The Role of base-directory and discard-paths#
The base-directory and discard-paths settings give you fine-grained control over how your artifact hierarchy gets preserved (or flattened) when it uploads to S3.
Consider a Java project that builds a WAR file:
version: 0.2
phases:
build:
commands:
- mvn clean package
artifacts:
base-directory: target
files:
- app.war
- libs/*.jarWithout specifying base-directory, CodeBuild would upload target/app.war and target/libs/*.jar to S3, preserving that directory structure. By setting base-directory: target, you’re saying “use the target directory as the root of my artifact structure.” Now in S3, you’ll have app.war and libs/*.jar at the top level, not nested under target.
The discard-paths setting takes this a step further. When set to true, it flattens your entire artifact structure into a single directory level, stripping away all subdirectories. This is occasionally useful for simple outputs, but it’s worth using carefully—you can easily lose important organizational structure and create naming collisions.
artifacts:
files:
- dist/**/*
- config/settings.json
discard-paths: trueWith discard-paths: true, both dist/index.html and config/settings.json would land at the same level in your S3 artifact location. This can be problematic if you have files with the same name in different directories.
Where Artifacts Actually Go: S3 vs. CodePipeline#
This is a crucial distinction that often confuses developers. When CodeBuild is used standalone (not as part of a pipeline), artifacts are always uploaded to an S3 bucket—you configure this in the CodeBuild project settings. When CodeBuild is integrated into a CodePipeline, the behavior changes slightly.

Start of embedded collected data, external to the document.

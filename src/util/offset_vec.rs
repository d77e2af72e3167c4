use std::fmt::{Debug, Error, Formatter};
use std::slice::Iter;

/// Elements with a width (eg. when used in an `OffsetVec`)
pub trait Width {
    fn width(&self) -> usize;
}

/// A vector of elements of different logical "widths", where offsets into the vector are given in
/// terms of the sum of the widths of the previous elements (as opposed to the number of preceding
/// elements).
///
/// The constant pool is the main user: most entries have width 1, but `long` and `double`
/// entries take up two indices and the first index handed out is 1.
#[derive(Clone)]
pub struct OffsetVec<T: Sized> {
    /// Entries, along with their offset
    entries: Vec<(Offset, T)>,

    /// Offset of the next element to be added
    offset_len: Offset,
}

/// Offset into an `OffsetVec`
#[derive(Copy, Clone, Eq, PartialEq, Ord, PartialOrd, Hash, Debug)]
pub struct Offset(pub usize);

impl<T: Sized + Width> OffsetVec<T> {
    /// New empty offset vector, with a custom starting offset
    pub fn new_starting_at(initial_offset: Offset) -> OffsetVec<T> {
        OffsetVec {
            entries: vec![],
            offset_len: initial_offset,
        }
    }

    /// Number of entries (not the sum of their widths)
    pub fn len(&self) -> usize {
        self.entries.len()
    }

    /// Offset that the next pushed element will get
    pub fn offset_len(&self) -> Offset {
        self.offset_len
    }

    /// Add an entry to the back
    pub fn push(&mut self, slot: T) -> Offset {
        let offset = self.offset_len;
        self.offset_len.0 += slot.width();
        self.entries.push((offset, slot));
        offset
    }

    /// Get an entry by its offset, if an entry starts exactly at that offset
    ///
    /// Note: this uses binary search to find the offset
    pub fn get_offset(&self, offset: Offset) -> Option<&T> {
        self.entries
            .binary_search_by_key(&offset, |(off, _)| *off)
            .ok()
            .map(|found_idx| &self.entries[found_idx].1)
    }

    pub fn iter(&self) -> impl Iterator<Item = (Offset, &T)> {
        OffsetVecIter(self.entries.iter())
    }
}

struct OffsetVecIter<'a, T>(Iter<'a, (Offset, T)>);

impl<'a, T> Iterator for OffsetVecIter<'a, T> {
    type Item = (Offset, &'a T);

    fn next(&mut self) -> Option<Self::Item> {
        self.0.next().map(|(off, elem)| (*off, elem))
    }
}

impl<T: Debug> Debug for OffsetVec<T> {
    fn fmt(&self, f: &mut Formatter<'_>) -> Result<(), Error> {
        let mut list = f.debug_list();
        for (off, elem) in &self.entries {
            list.entry(&format_args!("#{} = {:?}", off.0, elem));
        }
        list.finish()
    }
}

In a pipeline context, CodeBuild can pass artifacts directly to the next stage without necessarily storing them permanently in your own S3 bucket. However, internally, CodePipeline still uses an artifact store (an S3 bucket it manages) to hand off outputs between stages. This is transparent to you, but understanding it matters for cost and compliance reasons.
When you define artifacts in a standalone CodeBuild project, they go to your specified S3 bucket and stay there until you delete them. This is useful for long-term storage—maybe you want to archive every build output or make them available for download. But it also means you’re paying storage costs for every single build artifact forever, unless you set up lifecycle policies.
In a pipeline, intermediate artifacts between stages are stored in CodePipeline’s artifact store and are typically cleaned up automatically after a retention period. This is more cost-efficient for most workflows because you’re not keeping thousands of build outputs lying around.
Caching for Speed: The cache Block#
Now we come to one of the most impactful optimizations available in CodeBuild: caching. The cache block in your buildspec file lets you persist dependencies and build artifacts between builds, which can slash build times dramatically.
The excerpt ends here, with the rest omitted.